• _Directions_: Whichever lines of the entries hold the word "positions" should be identified and copied.
-=-=-=-=-
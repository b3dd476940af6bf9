#![allow(dead_code)]

use std::{collections::HashMap, sync::Arc};
use cherry_tb::*;
use shakmaty::{fen::Fen, CastlingMode, Chess};

pub const MATE: Score = Score::MATE;

pub fn setup() {
    let _ = env_logger::builder().is_test(true).try_init();
}

pub fn chess(fen: &str) -> Chess {
    fen.parse::<Fen>().unwrap().into_position(CastlingMode::Standard).unwrap()
}

/*----------------------------------------------------------------*/

/// Gaviota tables answering only for the positions they were given.
#[derive(Default)]
pub struct MockGaviota {
    pub max_pieces: u32,
    pub entries: HashMap<GtbProbeData, (GtbInfo, u32)>,
}

impl MockGaviota {
    pub fn new(max_pieces: u32) -> MockGaviota {
        MockGaviota { max_pieces, entries: HashMap::new() }
    }

    pub fn with(mut self, fen: &str, info: GtbInfo, plies: u32) -> MockGaviota {
        self.entries.insert(GtbProbeData::new(&chess(fen)), (info, plies));
        self
    }
}

impl GaviotaTables for MockGaviota {
    fn max_pieces(&self) -> u32 {
        self.max_pieces
    }

    fn probe_dtm(&self, data: &GtbProbeData) -> Option<(GtbInfo, u32)> {
        self.entries.get(data).copied()
    }

    fn probe_wdl(&self, data: &GtbProbeData) -> Option<GtbInfo> {
        self.entries.get(data).map(|&(info, _)| info)
    }
}

/*----------------------------------------------------------------*/

/// Syzygy tables answering only for the positions they were given, whatever the half-move clock.
#[derive(Default)]
pub struct MockSyzygy {
    pub max_pieces: u32,
    pub entries: HashMap<RtbProbeData, (i32, Option<i32>)>,
}

fn rtb_key(data: &RtbProbeData) -> RtbProbeData {
    RtbProbeData { rule50: 0, ..*data }
}

impl MockSyzygy {
    pub fn new(max_pieces: u32) -> MockSyzygy {
        MockSyzygy { max_pieces, entries: HashMap::new() }
    }

    pub fn with(mut self, fen: &str, wdl: i32, dtz: Option<i32>) -> MockSyzygy {
        self.entries.insert(rtb_key(&RtbProbeData::new(&chess(fen))), (wdl, dtz));
        self
    }
}

impl SyzygyTables for MockSyzygy {
    fn max_pieces(&self) -> u32 {
        self.max_pieces
    }

    fn probe_wdl(&self, data: &RtbProbeData) -> Option<i32> {
        self.entries.get(&rtb_key(data)).map(|&(wdl, _)| wdl)
    }

    fn probe_dtz(&self, data: &RtbProbeData) -> Option<i32> {
        self.entries.get(&rtb_key(data)).and_then(|&(_, dtz)| dtz)
    }
}

/*----------------------------------------------------------------*/

pub fn prober(gaviota: Option<MockGaviota>, syzygy: Option<MockSyzygy>) -> TbProber {
    let mut prober = TbProber::new(&TbConfig::default()).unwrap();

    if let Some(tables) = gaviota {
        prober = prober.with_gaviota(Arc::new(tables));
    }

    if let Some(tables) = syzygy {
        prober = prober.with_syzygy(Arc::new(tables));
    }

    prober
}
-=-=-=-=-
• _Task result_:
/// Gaviota tables answering only for the positions they were given.
/// Syzygy tables answering only for the positions they were given, whatever the half-move clock.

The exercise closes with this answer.